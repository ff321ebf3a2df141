// src/models/user.rs
use crate::error::AppResult;
use crate::validate::{FieldErrors, Validate};
use chrono::NaiveDateTime;
use serde::{Deserialize, Serialize};
use sqlx::FromRow;

pub const ROLE_ADMIN: &str = "admin";
pub const ROLE_EDITOR: &str = "editor";

/// A row from the `users` table. Never serialized to clients as-is; the
/// password hash stays server-side.
#[derive(Debug, Clone, FromRow)]
pub struct User {
    pub id: i64,
    pub username: String,
    pub password_hash: String,
    pub display_name: String,
    pub role: String,
    pub created_at: NaiveDateTime,
    pub updated_at: NaiveDateTime,
}

impl User {
    pub fn is_admin(&self) -> bool {
        self.role.eq_ignore_ascii_case(ROLE_ADMIN)
    }
}

/// Client-facing user shape, without the password hash.
#[derive(Debug, Clone, Serialize, Deserialize)]
pub struct UserView {
    pub id: i64,
    pub username: String,
    pub display_name: String,
    pub role: String,
    pub created_at: NaiveDateTime,
    pub updated_at: NaiveDateTime,
}

impl From<User> for UserView {
    fn from(user: User) -> Self {
        UserView {
            id: user.id,
            username: user.username,
            display_name: user.display_name,
            role: user.role,
            created_at: user.created_at,
            updated_at: user.updated_at,
        }
    }
}

#[derive(Debug, Deserialize)]
pub struct LoginPayload {
    pub username: String,
    pub password: String,
}

#[derive(Debug, Deserialize)]
pub struct CreateUser {
    pub username: String,
    pub password: String,
    pub display_name: String,
    #[serde(default = "default_role")]
    pub role: String,
}

#[derive(Debug, Deserialize)]
pub struct UpdateUser {
    pub username: String,
    pub display_name: String,
    pub role: String,
}

#[derive(Debug, Deserialize)]
pub struct ChangePassword {
    pub password: String,
}

fn default_role() -> String {
    ROLE_EDITOR.to_string()
}

fn check_role(errs: &mut FieldErrors, role: &str) {
    if role != ROLE_ADMIN && role != ROLE_EDITOR {
        errs.add("role", "must be 'admin' or 'editor'");
    }
}

impl Validate for CreateUser {
    fn validate(&self) -> AppResult<()> {
        let mut errs = FieldErrors::new();
        errs.require("username", &self.username);
        errs.max_len("username", &self.username, 64);
        errs.require("display_name", &self.display_name);
        errs.max_len("display_name", &self.display_name, 128);
        if self.password.chars().count() < 8 {
            errs.add("password", "must be at least 8 characters");
        }
        check_role(&mut errs, &self.role);
        errs.finish()
    }
}

impl Validate for UpdateUser {
    fn validate(&self) -> AppResult<()> {
        let mut errs = FieldErrors::new();
        errs.require("username", &self.username);
        errs.max_len("username", &self.username, 64);
        errs.require("display_name", &self.display_name);
        errs.max_len("display_name", &self.display_name, 128);
        check_role(&mut errs, &self.role);
        errs.finish()
    }
}

impl Validate for ChangePassword {
    fn validate(&self) -> AppResult<()> {
        let mut errs = FieldErrors::new();
        if self.password.chars().count() < 8 {
            errs.add("password", "must be at least 8 characters");
        }
        errs.finish()
    }
}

────────────────────────────────────────

** Problem to solve **
In full and without error, retype the entries above.

** Written answer **
repository ff321ebf3a2df141
// src/models/user.rs
use crate::error::AppResult;
use crate::validate::{FieldErrors, Validate};
use chrono::NaiveDateTime;
use serde::{Deserialize, Serialize};
use sqlx::FromRow;

pub const ROLE_ADMIN: &str = "admin";
pub const ROLE_EDITOR: &str = "editor";

/// A row from the `users` table. Never serialized to clients as-is; the
/// password hash stays server-side.
#[derive(Debug, Clone, FromRow)]
pub struct User {
    pub id: i64,
    pub username: String,
    pub password_hash: String,
    pub display_name: String,
    pub role: String,
    pub created_at: NaiveDateTime,
    pub updated_at: NaiveDateTime,
}

impl User {
    pub fn is_admin(&self) -> bool {
        self.role.eq_ignore_ascii_case(ROLE_ADMIN)
    }
}

/// Client-facing user shape, without the password hash.
#[derive(Debug, Clone, Serialize, Deserialize)]
pub struct UserView {
    pub id: i64,
    pub username: String,
    pub display_name: String,
    pub role: String,
    pub created_at: NaiveDateTime,
    pub updated_at: NaiveDateTime,
}

impl From<User> for UserView {
    fn from(user: User) -> Self {
        UserView {
            id: user.id,
            username: user.username,
            display_name: user.display_name,
            role: user.role,
            created_at: user.created_at,
            updated_at: user.updated_at,
        }
    }
}

#[derive(Debug, Deserialize)]
pub struct LoginPayload {
    pub username: String,
    pub password: String,
}

#[derive(Debug, Deserialize)]
pub struct CreateUser {
    pub username: String,
    pub password: String,
    pub display_name: String,
    #[serde(default = "default_role")]
    pub role: String,
}

#[derive(Debug, Deserialize)]
pub struct UpdateUser {
    pub username: String,
    pub display_name: String,
    pub role: String,
}

#[derive(Debug, Deserialize)]
pub struct ChangePassword {
    pub password: String,
}

fn default_role() -> String {
    ROLE_EDITOR.to_string()
}

fn check_role(errs: &mut FieldErrors, role: &str) {
    if role != ROLE_ADMIN && role != ROLE_EDITOR {
        errs.add("role", "must be 'admin' or 'editor'");
    }
}

impl Validate for CreateUser {
    fn validate(&self) -> AppResult<()> {
        let mut errs = FieldErrors::new();
        errs.require("username", &self.username);
        errs.max_len("username", &self.username, 64);
        errs.require("display_name", &self.display_name);
        errs.max_len("display_name", &self.display_name, 128);
        if self.password.chars().count() < 8 {
            errs.add("password", "must be at least 8 characters");
        }
        check_role(&mut errs, &self.role);
        errs.finish()
    }
}

impl Validate for UpdateUser {
    fn validate(&self) -> AppResult<()> {
        let mut errs = FieldErrors::new();
        errs.require("username", &self.username);
        errs.max_len("username", &self.username, 64);
        errs.require("display_name", &self.display_name);
        errs.max_len("display_name", &self.display_name, 128);
        check_role(&mut errs, &self.role);
        errs.finish()
    }
}

impl Validate for ChangePassword {
    fn validate(&self) -> AppResult<()> {
        let mut errs = FieldErrors::new();
        if self.password.chars().count() < 8 {
            errs.add("password", "must be at least 8 characters");
        }
        errs.finish()
    }
}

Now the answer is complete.